George Mason University political science professor Jennifer Victor said she understood the acute need for funding in some jurisdictions. But she said Zuckerberg and the nonprofit, which bills itself as nonpartisan, could face criticism if observers perceive a bias in which localities receive funding.

“I think it does introduce the possibility of bias or corruption or at least the public appearance of impropriety,” Victor said.

The General Assembly approved $2 million in new funding earlier this month to pay for return postage for ballots. The Department of Elections also doled out $9 million in federal CARES Act funding, which localities can spend on everything from protective equipment to equipment and temporary staff.
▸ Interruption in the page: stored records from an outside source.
use rust_decimal::Decimal;
use serde::{Deserialize, Serialize};
use uuid::Uuid;

#[derive(Debug, Clone, PartialEq, Serialize, Deserialize)]
pub struct Denomination {
    pub denomination_id: Uuid,
    pub value: Decimal,
    #[serde(rename = "type")]
    pub kind: Option<String>, // bill/coin
}

#[derive(Debug, Clone, PartialEq, Serialize, Deserialize)]
pub struct CompanyCurrency {
    pub currency_id: Uuid,
    pub currency_code: String,
    pub currency_name: Option<String>,
    pub symbol: Option<String>,
    #[serde(default)]
    pub is_base: bool,
    #[serde(default)]
    pub denominations: Vec<Denomination>,
}
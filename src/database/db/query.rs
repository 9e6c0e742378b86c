/// A PostgREST table query: `GET /rest/v1/<table>?select=..&col=eq.val&order=..`.
#[derive(Debug, Clone, PartialEq, Eq)]
pub struct TableQuery {
    pub table: String,
    pub columns: Option<String>,
    pub filters: Vec<Filter>,
    pub order: Vec<(String, bool)>,
    pub limit: Option<usize>,
}

#[derive(Debug, Clone, PartialEq, Eq)]
pub enum Filter {
    Eq(String, String),
    Neq(String, String),
    Gte(String, String),
    Lte(String, String),
    In(String, Vec<String>),
    IsNull(String),
}

impl Filter {
    pub fn column(&self) -> &str {
        match self {
            Filter::Eq(c, _)
            | Filter::Neq(c, _)
            | Filter::Gte(c, _)
            | Filter::Lte(c, _)
            | Filter::In(c, _)
            | Filter::IsNull(c) => c,
        }
    }

    fn operand(&self) -> String {
        match self {
            Filter::Eq(_, v) => format!("eq.{v}"),
            Filter::Neq(_, v) => format!("neq.{v}"),
            Filter::Gte(_, v) => format!("gte.{v}"),
            Filter::Lte(_, v) => format!("lte.{v}"),
            Filter::In(_, vs) => {
                let items: Vec<String> = vs.iter().map(|v| quote_list_item(v)).collect();
                format!("in.({})", items.join(","))
            }
            Filter::IsNull(_) => "is.null".to_string(),
        }
    }
}

// PostgREST list items containing reserved characters must be double-quoted.
fn quote_list_item(v: &str) -> String {
    if v.contains([',', '(', ')', '"', ' ']) {
        format!("\"{}\"", v.replace('\\', "\\\\").replace('"', "\\\""))
    } else {
        v.to_string()
    }
}

impl TableQuery {
    pub fn new(table: impl Into<String>) -> Self {
        Self {
            table: table.into(),
            columns: None,
            filters: Vec::new(),
            order: Vec::new(),
            limit: None,
        }
    }

    pub fn select(mut self, columns: impl Into<String>) -> Self {
        self.columns = Some(columns.into());
        self
    }

    pub fn eq(mut self, column: impl Into<String>, value: impl ToString) -> Self {
        self.filters.push(Filter::Eq(column.into(), value.to_string()));
        self
    }

    pub fn neq(mut self, column: impl Into<String>, value: impl ToString) -> Self {
        self.filters.push(Filter::Neq(column.into(), value.to_string()));
        self
    }

    pub fn gte(mut self, column: impl Into<String>, value: impl ToString) -> Self {
        self.filters.push(Filter::Gte(column.into(), value.to_string()));
        self
    }

    pub fn lte(mut self, column: impl Into<String>, value: impl ToString) -> Self {
        self.filters.push(Filter::Lte(column.into(), value.to_string()));
        self
    }

    pub fn is_in<I, V>(mut self, column: impl Into<String>, values: I) -> Self
    where
        I: IntoIterator<Item = V>,
        V: ToString,
    {
        let values = values.into_iter().map(|v| v.to_string()).collect();
        self.filters.push(Filter::In(column.into(), values));
        self
    }

    pub fn is_null(mut self, column: impl Into<String>) -> Self {
        self.filters.push(Filter::IsNull(column.into()));
        self
    }

    /// Adds `eq` only when a value is given.
    pub fn eq_opt<V: ToString>(self, column: impl Into<String>, value: Option<V>) -> Self {
        match value {
            Some(v) => self.eq(column, v),
            None => self,
        }
    }

    pub fn order(mut self, column: impl Into<String>, ascending: bool) -> Self {
        self.order.push((column.into(), ascending));
        self
    }

    pub fn limit(mut self, n: usize) -> Self {
        self.limit = Some(n);
        self
    }

    /// Query-string pairs in PostgREST syntax.
    pub fn to_params(&self) -> Vec<(String, String)> {
        let mut params = Vec::new();
        params.push((
            "select".to_string(),
            self.columns.clone().unwrap_or_else(|| "*".to_string()),
        ));
        for f in &self.filters {
            params.push((f.column().to_string(), f.operand()));
        }
        if !self.order.is_empty() {
            let order: Vec<String> = self
                .order
                .iter()
                .map(|(c, asc)| format!("{c}.{}", if *asc { "asc" } else { "desc" }))
                .collect();
            params.push(("order".to_string(), order.join(",")));
        }
        if let Some(n) = self.limit {
            params.push(("limit".to_string(), n.to_string()));
        }
        params
    }
}

#[cfg(test)]
mod tests {
    use super::*;

    #[test]
    fn renders_postgrest_params() {
        let q = TableQuery::new("fixed_assets")
            .select("asset_id,asset_name")
            .eq("company_id", "c1")
            .eq_opt("store_id", None::<&str>)
            .gte("acquisition_date", "2024-01-01")
            .is_null("deleted_at")
            .order("acquisition_date", false)
            .order("asset_name", true)
            .limit(50);

        assert_eq!(
            q.to_params(),
            vec![
                ("select".to_string(), "asset_id,asset_name".to_string()),
                ("company_id".to_string(), "eq.c1".to_string()),
                ("acquisition_date".to_string(), "gte.2024-01-01".to_string()),
                ("deleted_at".to_string(), "is.null".to_string()),
                ("order".to_string(), "acquisition_date.desc,asset_name.asc".to_string()),
                ("limit".to_string(), "50".to_string()),
            ]
        );
    }

    #[test]
    fn quotes_reserved_list_items() {
        let q = TableQuery::new("accounts").is_in("account_type", ["asset", "a,b"]);
        assert_eq!(q.to_params()[1].1, "in.(asset,\"a,b\")");
    }

    #[test]
    fn selects_everything_by_default() {
        assert_eq!(
            TableQuery::new("accounts").to_params(),
            vec![("select".to_string(), "*".to_string())]
        );
    }
}
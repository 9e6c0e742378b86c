//! Server-side configuration. The backend key stays on the server; clients
//! never see it.

use std::net::SocketAddr;
use std::time::Duration;

use thiserror::Error;

pub const DEFAULT_BIND_ADDR: &str = "127.0.0.1:3000";
pub const DEFAULT_TIMEOUT_SECS: u64 = 15;

#[derive(Debug, Error, PartialEq, Eq)]
pub enum ConfigError {
    #[error("{0} must be set")]
    Missing(&'static str),
    #[error("{key} has an invalid value: {value}")]
    Invalid { key: &'static str, value: String },
}

/// A string that is never printed.
#[derive(Clone, PartialEq, Eq)]
pub struct Secret(String);

impl Secret {
    pub fn new(s: impl Into<String>) -> Self {
        Self(s.into())
    }

    pub fn expose(&self) -> &str {
        &self.0
    }
}

impl std::fmt::Debug for Secret {
    fn fmt(&self, f: &mut std::fmt::Formatter<'_>) -> std::fmt::Result {
        f.write_str("Secret(***)")
    }
}

#[derive(Debug, Clone)]
pub struct AppConfig {
    pub supabase_url: String,
    pub supabase_key: Secret,
    pub bind_addr: SocketAddr,
    pub request_timeout: Duration,
}

impl AppConfig {
    /// Reads the process environment; call `dotenvy::dotenv()` first to pick
    /// up a `.env` file.
    pub fn from_env() -> Result<Self, ConfigError> {
        Self::from_lookup(|key| std::env::var(key).ok())
    }

    pub fn from_lookup<F>(lookup: F) -> Result<Self, ConfigError>
    where
        F: Fn(&str) -> Option<String>,
    {
        let non_empty = |key: &'static str| lookup(key).filter(|v| !v.trim().is_empty());

        let supabase_url = non_empty("SUPABASE_URL").ok_or(ConfigError::Missing("SUPABASE_URL"))?;
        if !(supabase_url.starts_with("http://") || supabase_url.starts_with("https://")) {
            return Err(ConfigError::Invalid {
                key: "SUPABASE_URL",
                value: supabase_url,
            });
        }
        let supabase_key = non_empty("SUPABASE_KEY").ok_or(ConfigError::Missing("SUPABASE_KEY"))?;

        let bind = non_empty("BIND_ADDR").unwrap_or_else(|| DEFAULT_BIND_ADDR.to_string());
        let bind_addr = bind.parse().map_err(|_| ConfigError::Invalid {
            key: "BIND_ADDR",
            value: bind.clone(),
        })?;

        let request_timeout = match non_empty("REQUEST_TIMEOUT_SECS") {
            Some(v) => match v.parse::<u64>() {
                Ok(secs) if secs > 0 => Duration::from_secs(secs),
                _ => {
                    return Err(ConfigError::Invalid {
                        key: "REQUEST_TIMEOUT_SECS",
                        value: v,
                    })
                }
            },
            None => Duration::from_secs(DEFAULT_TIMEOUT_SECS),
        };

        Ok(Self {
            supabase_url: supabase_url.trim_end_matches('/').to_string(),
            supabase_key: Secret::new(supabase_key),
            bind_addr,
            request_timeout,
        })
    }
}
use axum::extract::State;
use axum::http::StatusCode;
use axum::Json;
use chrono::NaiveDate;
use rust_decimal::Decimal;
use serde::Serialize;
use uuid::Uuid;

use super::{ok, ApiResponse, ScopeQuery};
use crate::accounting::depreciation::{DepreciationStatus, ScheduleRow};
use crate::backend::extract::{JsonBody, PathParam, QueryParams};
use crate::backend::AppState;
use crate::database::db::queries;
use crate::database::models::{FixedAsset, NewFixedAsset};
use crate::error::AppResult;

#[derive(Debug, Serialize)]
pub struct AssetView {
    #[serde(flatten)]
    pub asset: FixedAsset,
    pub depreciation: DepreciationStatus,
}

#[derive(Debug, Serialize)]
pub struct AssetRegister {
    pub as_of: NaiveDate,
    pub assets: Vec<AssetView>,
    pub total_cost: Decimal,
    pub total_accumulated: Decimal,
    pub total_book_value: Decimal,
    pub monthly_depreciation: Decimal,
}

#[derive(Debug, Serialize)]
pub struct AssetSchedule {
    pub asset: FixedAsset,
    pub schedule: Vec<ScheduleRow>,
}

pub async fn list_assets(
    State(state): State<AppState>,
    QueryParams(q): QueryParams<ScopeQuery>,
) -> AppResult<Json<ApiResponse<AssetRegister>>> {
    let company_id = q.company_id()?;
    let store_id = q.store_id()?;
    let as_of = q.as_of()?;
    let assets = queries::list_fixed_assets(state.db.as_ref(), company_id, store_id).await?;

    let assets: Vec<AssetView> = assets
        .into_iter()
        .map(|asset| AssetView {
            depreciation: asset.straight_line().status(as_of),
            asset,
        })
        .collect();

    // fully depreciated assets no longer accrue
    let monthly_depreciation: Decimal = assets
        .iter()
        .filter(|a| !a.depreciation.fully_depreciated)
        .map(|a| a.depreciation.monthly_depreciation)
        .sum();

    Ok(ok(AssetRegister {
        as_of,
        total_cost: assets.iter().map(|a| a.asset.acquisition_cost).sum(),
        total_accumulated: assets.iter().map(|a| a.depreciation.accumulated_depreciation).sum(),
        total_book_value: assets.iter().map(|a| a.depreciation.book_value).sum(),
        monthly_depreciation,
        assets,
    }))
}

pub async fn create_asset(
    State(state): State<AppState>,
    JsonBody(new): JsonBody<NewFixedAsset>,
) -> AppResult<(StatusCode, Json<ApiResponse<FixedAsset>>)> {
    new.validate()?;
    let asset = queries::create_fixed_asset(state.db.as_ref(), new).await?;
    Ok((StatusCode::CREATED, ok(asset)))
}

pub async fn update_asset(
    State(state): State<AppState>,
    PathParam(asset_id): PathParam<Uuid>,
    JsonBody(changes): JsonBody<NewFixedAsset>,
) -> AppResult<Json<ApiResponse<FixedAsset>>> {
    changes.validate()?;
    Ok(ok(queries::update_fixed_asset(state.db.as_ref(), asset_id, changes).await?))
}

pub async fn delete_asset(
    State(state): State<AppState>,
    PathParam(asset_id): PathParam<Uuid>,
) -> AppResult<Json<ApiResponse<Uuid>>> {
    queries::delete_fixed_asset(state.db.as_ref(), asset_id).await?;
    Ok(ok(asset_id))
}

pub async fn asset_schedule(
    State(state): State<AppState>,
    PathParam(asset_id): PathParam<Uuid>,
) -> AppResult<Json<ApiResponse<AssetSchedule>>> {
    let asset = queries::get_fixed_asset(state.db.as_ref(), asset_id).await?;
    let schedule = asset.straight_line().schedule();
    Ok(ok(AssetSchedule { asset, schedule }))
}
State-funded local election officials were slated to get over $5 million in salary increases under a two-year budget lawmakers passed in March. Lawmakers froze that and other new spending in April, amid economic turbulence caused by the pandemic.

Local governments, many of which have been hit hard by the pandemic, shoulder much of the other costs of running elections. Richmond, which has escaped deep budget cuts felt in some other cities and counties, is budgeted to spend $2.2 million in 2020 on its general registrar’s office and electoral board.

Walt Latham, a registrar in York County, said he was too busy preparing for the start of absentee voting on September 18 to even consider applying for the grant.

“If this were like two or three months ago, well, that's different,” Latham said. “It's not the best time to be checking into grants right now for me.”